## EXERCISE
Which lines below contain the word "Error"? Copy each of them.

## INFORMATION SHOWN
========================
pub mod fake;
mod macros;

use serde::{Deserialize, Deserializer, de::Error};
use serde_json::{Number, Value};

/// Accepts a string, a number, `null` or `false` and yields a string.
/// `null` and `false` yield the empty string. A number without a fractional part is written in
/// integer form, so `1.0` and `1` give the same string.
pub fn deserialize_loose_string<'de, D>(deserializer: D) -> Result<String, D::Error>
where
    D: Deserializer<'de>,
{
    match Value::deserialize(deserializer)? {
        Value::Null | Value::Bool(false) => Ok(String::new()),
        Value::String(s) => Ok(s),
        Value::Number(n) => Ok(number_to_string(&n)),
        other => Err(D::Error::custom(format!(
            "expected a string or a number, found {other}"
        ))),
    }
}

fn number_to_string(n: &Number) -> String {
    match n.as_f64() {
        Some(f) if !n.is_i64() && !n.is_u64() && f.fract() == 0.0 && f.abs() < 1e15 => {
            (f as i64).to_string()
        }
        _ => n.to_string(),
    }
}

#[cfg(test)]
mod tests {
    use serde_json::json;

    use super::*;

    fn loose(value: Value) -> String {
        deserialize_loose_string(value).unwrap()
    }

    #[test]
    fn whole_floats_use_integer_form() {
        assert_eq!(loose(json!(1.0)), "1");
        assert_eq!(loose(json!(-0.0)), "0");
        assert_eq!(loose(json!(1)), "1");
    }

    #[test]
    fn fractional_and_large_numbers_keep_their_text() {
        assert_eq!(loose(json!(1.5)), "1.5");
        assert_eq!(loose(json!(u64::MAX)), u64::MAX.to_string());
    }
}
========================
## RESULT OF THIS EXERCISE
use serde::{Deserialize, Deserializer, de::Error};
pub fn deserialize_loose_string<'de, D>(deserializer: D) -> Result<String, D::Error>
        other => Err(D::Error::custom(format!(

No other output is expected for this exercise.